4. NATUREZA E CULTURA BRASILEIRA
4.1
A natureza como parte da ordem social
Com o referencial
teórico dumontiano aliado à historiografia de Sérgio Buarque de Holanda, Caio
Prado Júnior e Gilberto Freyre, Da Matta interpreta a sociedade brasileira como
excepcional. Embora ela seja predominantemente holista (pré-moderna), é desejosa
de individualismo (ou seja, de modernidade), o que é atestado pelo investimento
na construção de instituições tipicamente ocidentais.
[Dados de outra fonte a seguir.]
//! EventBuild stage: raw FE-I4 words to per-channel event batches.
//!
//! ```text
//! raw queue ──▶ DataProcessor ──route_to(ch)──▶ ch0 / ch1 / ... event queues
//! ```
//!
//! Every fragment is decoded on its own. A data record before the first
//! header of its channel in that fragment has no event to belong to and is
//! skipped. Words of a channel the router does not know are a configuration
//! error and stop the stage.

use daq_core::data::{Event, EventBatch, Hit, RawFragment};
use daq_core::error::{AppResult, DaqError, QueueError};
use daq_core::fei4::{self, Fei4Word};
use daq_core::handoff::HandoffQueue;
use daq_core::pipeline::{PipelineStage, StageKind, StageLifecycle, StageReport};
use daq_core::router::{ChannelId, ChannelRouter};
use std::collections::{BTreeMap, HashMap};
use tokio_util::sync::CancellationToken;
use tracing::{debug, info};

/// Counters beyond the generic [`StageReport`].
#[derive(Debug, Clone, Copy, Default, PartialEq, Eq)]
pub struct DecodeStats {
    /// Raw words read
    pub words: u64,
    /// Event headers decoded
    pub events: u64,
    /// Hits attached to an event
    pub hits: u64,
    /// Records that arrived before any header
    pub orphan_records: u64,
    /// Words that are neither header nor in-matrix record
    pub unknown_words: u64,
    /// Small-hit ToT codes dropped because `HitDiscCnfg` is 0
    pub discarded_small_hits: u64,
}

/// Decoder and demultiplexer for the raw data stream.
pub struct DataProcessor<'q> {
    lifecycle: StageLifecycle,
    default_hit_disc_cnfg: u8,
    hit_disc_cnfg: HashMap<ChannelId, u8>,
    input: Option<&'q HandoffQueue<RawFragment>>,
    router: Option<ChannelRouter<'q, EventBatch>>,
    stats: DecodeStats,
}

impl<'q> DataProcessor<'q> {
    /// Decoder with `HitDiscCnfg` 0 on every channel.
    pub fn new() -> Self {
        Self {
            lifecycle: StageLifecycle::new("data_processor"),
            default_hit_disc_cnfg: 0,
            hit_disc_cnfg: HashMap::new(),
            input: None,
            router: None,
            stats: DecodeStats::default(),
        }
    }

    /// `HitDiscCnfg` used for channels without an explicit setting.
    pub fn with_hit_disc_cnfg(mut self, hit_disc_cnfg: u8) -> Self {
        self.default_hit_disc_cnfg = hit_disc_cnfg;
        self
    }

    /// `HitDiscCnfg` of the front end on `channel`.
    pub fn set_hit_disc_cnfg(&mut self, channel: ChannelId, hit_disc_cnfg: u8) {
        self.hit_disc_cnfg.insert(channel, hit_disc_cnfg);
    }

    fn tot_of(&mut self, code: u8, hit_disc_cnfg: u8) -> Option<u16> {
        let tot = fei4::tot_from_code(code, hit_disc_cnfg);
        if tot.is_none() && code == fei4::SMALL_HIT {
            self.stats.discarded_small_hits += 1;
        }
        tot
    }

    /// Decoding counters accumulated so far.
    pub fn stats(&self) -> DecodeStats {
        self.stats
    }

    fn hit_disc_for(&self, channel: ChannelId) -> u8 {
        self.hit_disc_cnfg
            .get(&channel)
            .copied()
            .unwrap_or(self.default_hit_disc_cnfg)
    }

    fn route_fragment(
        &mut self,
        router: &ChannelRouter<'q, EventBatch>,
        fragment: RawFragment,
        report: &mut StageReport,
    ) -> AppResult<()> {
        for batch in self.decode_fragment(router, fragment, report)? {
            router.route_to(batch.channel, batch)?;
            report.produced += 1;
        }
        Ok(())
    }

    /// Decode one fragment into per-channel batches, in order of first appearance.
    fn decode_fragment(
        &mut self,
        router: &ChannelRouter<'q, EventBatch>,
        fragment: RawFragment,
        report: &mut StageReport,
    ) -> AppResult<Vec<EventBatch>> {
        let mut batches: BTreeMap<ChannelId, EventBatch> = BTreeMap::new();
        let mut order: Vec<ChannelId> = Vec::new();
        let iteration = fragment.iteration;

        for word in fragment.words {
            self.stats.words += 1;
            let channel = fei4::channel_of(word);
            if !router.contains(channel) {
                return Err(DaqError::UnknownChannel(channel));
            }
            let hit_disc = self.hit_disc_for(channel);
            let batch = batches.entry(channel).or_insert_with(|| {
                order.push(channel);
                EventBatch::new(channel, iteration)
            });

            match fei4::decode(word) {
                Fei4Word::Header { l1id, bcid } => {
                    batch.events.push(Event::new(l1id, bcid));
                    self.stats.events += 1;
                }
                Fei4Word::Record {
                    col,
                    row,
                    tot1,
                    tot2,
                } => {
                    let Some(event) = batch.events.last_mut() else {
                        self.stats.orphan_records += 1;
                        report.skipped += 1;
                        continue;
                    };
                    if let Some(tot) = self.tot_of(tot1, hit_disc) {
                        event.hits.push(Hit { col, row, tot });
                        self.stats.hits += 1;
                    }
                    if let Some(tot) = self.tot_of(tot2, hit_disc) {
                        // Second ToT belongs to the pixel above
                        if usize::from(row) < daq_core::limits::N_ROW {
                            event.hits.push(Hit {
                                col,
                                row: row + 1,
                                tot,
                            });
                            self.stats.hits += 1;
                        } else {
                            report.skipped += 1;
                        }
                    }
                }
                Fei4Word::Unknown(_) => {
                    self.stats.unknown_words += 1;
                    report.skipped += 1;
                }
            }
        }

        Ok(order
            .into_iter()
            .filter_map(|c| batches.remove(&c))
            .filter(|b| !b.events.is_empty())
            .collect())
    }
}

impl Default for DataProcessor<'_> {
    fn default() -> Self {
        Self::new()
    }
}

impl<'q> PipelineStage<'q> for DataProcessor<'q> {
    type Inputs = &'q HandoffQueue<RawFragment>;
    type Outputs = ChannelRouter<'q, EventBatch>;

    fn kind(&self) -> StageKind {
        StageKind::EventBuild
    }

    fn name(&self) -> &'static str {
        "data_processor"
    }

    fn init(&mut self) -> AppResult<()> {
        self.lifecycle.on_init()?;
        if self.default_hit_disc_cnfg > 2 || self.hit_disc_cnfg.values().any(|h| *h > 2) {
            return Err(DaqError::init(
                "data_processor",
                "HitDiscCnfg must be within 0..=2",
            ));
        }
        Ok(())
    }

    fn connect(&mut self, inputs: Self::Inputs, outputs: Self::Outputs) -> AppResult<()> {
        self.lifecycle.on_connect()?;
        if outputs.channels().next().is_none() {
            return Err(DaqError::Configuration(
                "data processor has no channel routes".into(),
            ));
        }
        self.input = Some(inputs);
        self.router = Some(outputs);
        Ok(())
    }

    fn process(&mut self, cancel: &CancellationToken) -> AppResult<StageReport> {
        self.lifecycle.on_process()?;
        let input = self
            .input
            .ok_or_else(|| DaqError::Processing("data processor not connected".into()))?;
        let router = self
            .router
            .take()
            .ok_or_else(|| DaqError::Processing("data processor not connected".into()))?;

        let mut report = StageReport::default();
        let result = loop {
            match input.pop(cancel) {
                Ok(fragment) => {
                    report.consumed += 1;
                    if let Err(e) = self.route_fragment(&router, fragment, &mut report) {
                        break Err(e);
                    }
                }
                Err(QueueError::Closed) => break Ok(()),
                Err(QueueError::Cancelled) => break Err(DaqError::Cancelled),
                Err(e) => break Err(e.into()),
            }
        };
        self.router = Some(router);
        result?;

        info!(
            fragments = report.consumed,
            batches = report.produced,
            events = self.stats.events,
            hits = self.stats.hits,
            skipped = report.skipped,
            "Raw data decoded"
        );
        Ok(report)
    }

    fn end(&mut self) -> AppResult<StageReport> {
        self.lifecycle.on_end()?;
        if let Some(router) = self.router.take() {
            router.close_all();
            debug!(channels = router.channels().count(), "Closed event queues");
        }
        self.input = None;
        Ok(StageReport::default())
    }
}

#[cfg(test)]
mod tests {
    use super::*;
    use daq_core::fei4::{encode_header, encode_record, NO_HIT};
    use daq_core::pipeline::run_stage;
    use daq_core::router::ChannelMap;

    fn raw_queue(fragments: Vec<RawFragment>) -> HandoffQueue<RawFragment> {
        let raw = HandoffQueue::with_name("raw");
        for f in fragments {
            raw.push(f);
        }
        raw.close();
        raw
    }

    fn run<'q>(
        processor: &mut DataProcessor<'q>,
        raw: &'q HandoffQueue<RawFragment>,
        map: &'q ChannelMap<EventBatch>,
    ) -> AppResult<StageReport> {
        run_stage(processor, raw, map.router(), &CancellationToken::new())
    }

    #[test]
    fn test_decodes_header_and_records() {
        let map = ChannelMap::with_channels(2).unwrap();
        let words = vec![
            encode_header(1, 3, 100),
            encode_record(1, 10, 20, 4, NO_HIT),
            encode_record(1, 11, 30, 0, 2),
        ];
        let raw = raw_queue(vec![RawFragment::new(0, 5, words)]);
        let mut processor = DataProcessor::new();
        let report = run(&mut processor, &raw, &map).unwrap();

        assert_eq!(report.consumed, 1);
        assert_eq!(report.produced, 1);
        assert_eq!(report.skipped, 0);

        let batch = map.queue(1).unwrap().try_pop().unwrap();
        assert_eq!(batch.iteration, 5);
        assert_eq!(batch.events.len(), 1);
        let event = &batch.events[0];
        assert_eq!((event.l1id, event.bcid), (3, 100));
        assert_eq!(
            event.hits,
            vec![
                Hit { col: 10, row: 20, tot: 5 },
                Hit { col: 11, row: 30, tot: 1 },
                Hit { col: 11, row: 31, tot: 3 },
            ]
        );
        assert!(map.queue(0).unwrap().is_empty());
        assert!(map.queue(1).unwrap().is_closed());
    }

    #[test]
    fn test_orphan_and_unknown_words_are_counted() {
        let map = ChannelMap::with_channels(1).unwrap();
        let words = vec![
            encode_record(0, 1, 1, 5, NO_HIT),
            encode_header(0, 1, 1),
            encode_record(0, 0, 1, 5, NO_HIT),
            encode_record(0, 2, 2, 5, NO_HIT),
        ];
        let raw = raw_queue(vec![RawFragment::new(0, 0, words)]);
        let mut processor = DataProcessor::new();
        let report = run(&mut processor, &raw, &map).unwrap();

        assert_eq!(report.skipped, 2);
        let stats = processor.stats();
        assert_eq!(stats.orphan_records, 1);
        assert_eq!(stats.unknown_words, 1);
        assert_eq!(stats.hits, 1);
    }

    #[test]
    fn test_tot2_on_last_row_is_skipped() {
        let map = ChannelMap::with_channels(1).unwrap();
        let words = vec![encode_header(0, 0, 0), encode_record(0, 4, 336, 3, 3)];
        let raw = raw_queue(vec![RawFragment::new(0, 0, words)]);
        let mut processor = DataProcessor::new();
        let report = run(&mut processor, &raw, &map).unwrap();
        assert_eq!(report.skipped, 1);
        assert_eq!(processor.stats().hits, 1);
    }

    #[test]
    fn test_hit_disc_cnfg_shifts_tot() {
        let map = ChannelMap::with_channels(2).unwrap();
        let words = vec![
            encode_header(0, 0, 0),
            encode_record(0, 1, 1, 0, 14),
            encode_header(1, 0, 0),
            encode_record(1, 1, 1, 0, 14),
        ];
        let raw = raw_queue(vec![RawFragment::new(0, 0, words)]);
        let mut processor = DataProcessor::new().with_hit_disc_cnfg(2);
        processor.set_hit_disc_cnfg(1, 0);
        run(&mut processor, &raw, &map).unwrap();

        let ch0 = map.queue(0).unwrap().try_pop().unwrap();
        assert_eq!(
            ch0.events[0].hits,
            vec![Hit { col: 1, row: 1, tot: 3 }, Hit { col: 1, row: 2, tot: 2 }]
        );
        // Small hit discarded with HitDiscCnfg 0
        let ch1 = map.queue(1).unwrap().try_pop().unwrap();
        assert_eq!(ch1.events[0].hits, vec![Hit { col: 1, row: 1, tot: 1 }]);
        assert_eq!(processor.stats().discarded_small_hits, 1);
        assert_eq!(processor.stats().hits, 3);
    }

    #[test]
    fn test_unmapped_channel_is_fatal() {
        let map = ChannelMap::with_channels(2).unwrap();
        let words = vec![encode_header(0, 0, 0), encode_header(7, 0, 0)];
        let raw = raw_queue(vec![RawFragment::new(0, 0, words)]);
        let mut processor = DataProcessor::new();
        let err = run(&mut processor, &raw, &map).unwrap_err();
        assert!(matches!(err, DaqError::UnknownChannel(7)));
        // Queues are still closed on the error path
        assert!(map.queue(0).unwrap().is_closed());
        assert!(map.queue(0).unwrap().is_empty());
    }

    #[test]
    fn test_invalid_hit_disc_cnfg_fails_init() {
        let map = ChannelMap::with_channels(1).unwrap();
        let raw = raw_queue(Vec::new());
        let mut processor = DataProcessor::new().with_hit_disc_cnfg(3);
        let err = run(&mut processor, &raw, &map).unwrap_err();
        assert!(matches!(err, DaqError::Init { stage: "data_processor", .. }));
    }
}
Essa abordagem,
denominada por Da Matta (1986) como “o dilema brasileiro”, ganha consistência nas
suas análises comparativas entre cultura brasileira e dos EUA.
De
acordo com Da Matta (1986), no Brasil, o enfrentamento entre os princípios
individualista e holista ocorre em diversas esferas: no trato diário com a lei
(“jeitinho”), nas situações de conflito (“você sabe com quem está falando?”) e
na forma de lidar com a natureza (DA MATTA, 1993). A natureza (como todo o
resto) faria parte de uma grande teia de hierarquias, teia que engloba
sujeitos, animais, empresas, costumes, instituições e mesmo o “além”. Noutras
palavras, no Brasil, não há ruptura, exclusão ou cisão entre natureza e cultura;
há antes um continuum ou, para
utilizar a terminologia de Dumont (1992), uma relação entre englobante e
englobado.
Oliveira
(2011) já tratou da função simbólica desempenhada pela natureza no imaginário
social brasileiro. Para ela, tanto no Brasil quanto nos EUA a natureza teria assumido
papel central na construção das identidades nacionais. Lá, entretanto, a
natureza (wilderness) teria sido
identificada com o oposto da civilização e, pois, com a dinâmica das fronteiras
que está na raiz da imagem icônica do cowboy
(OLIVEIRA, 2000). Por sua vez, no Brasil, o aspecto mais ressaltado da natureza
seria o exotismo, o tropicalismo, tratado como pedra angular – e, acrescenta-se,
como dimensão mais englobante – da nossa sociedade (OLIVEIRA, 2011).
Conforme
explica Oliveira (2011), os relatos dos viajantes, naturalistas, artistas e expedicionários
europeus do século XIX teriam mediado a construção da autoimagem brasileira. Os
referidos relatos exaltavam, num misto entre espanto e deslumbramento, o
gigantismo e o caráter exótico da fauna, da flora e do clima dos trópicos. A
natureza tropical seria tão sui generis que
atuaria como força motriz da nova e peculiar civilização que se estabelecia
nestas paragens. O calor e a umidade dos trópicos seriam responsáveis não
apenas pelo exotismo da natureza, mas pela formação moral da população
brasileira, cujo caráter era então descrito como preguiçoso, erotizado ou mesmo
triste. O discurso acabou incorporado à retórica intelectual brasileira da
época, de modo que as características físicas dos trópicos passaram a ser
interpretadas como causas finais do nosso atraso civilizatório.
O determinismo
físico-climático típico do século XIX foi bastante atenuado com o ulterior desenvolvimento
das ciências sociais. Não obstante, elementos que remetem à natureza exuberante
dos trópicos ainda fazem parte do cotidiano dos brasileiros. Eles estão
espalhados no nosso pensamento social, nos símbolos nacionais, nas artes
visuais.
O
pensamento social brasileiro é pródigo em autores que interpretaram as
condições naturais sui generis como
concausas da nossa formação social, tais como Capistrano de Abreu, Gilberto
Freyre, Sérgio Buarque de Holanda, Euclides da Cunha e Celso Furtado (TAVOLARO,
2011).
Os
símbolos nacionais seguem o mesmo caminho. As cores verde e amarela estampadas
na bandeira brasileira constituem, a um só tempo (LUZ, 1999): 1) metáforas para
as florestas e para as riquezas minerais do Brasil; 2) referência a Portugal e
Algarves; e 3) símbolo das dinastias reais de Bragança (a que pertenciam D.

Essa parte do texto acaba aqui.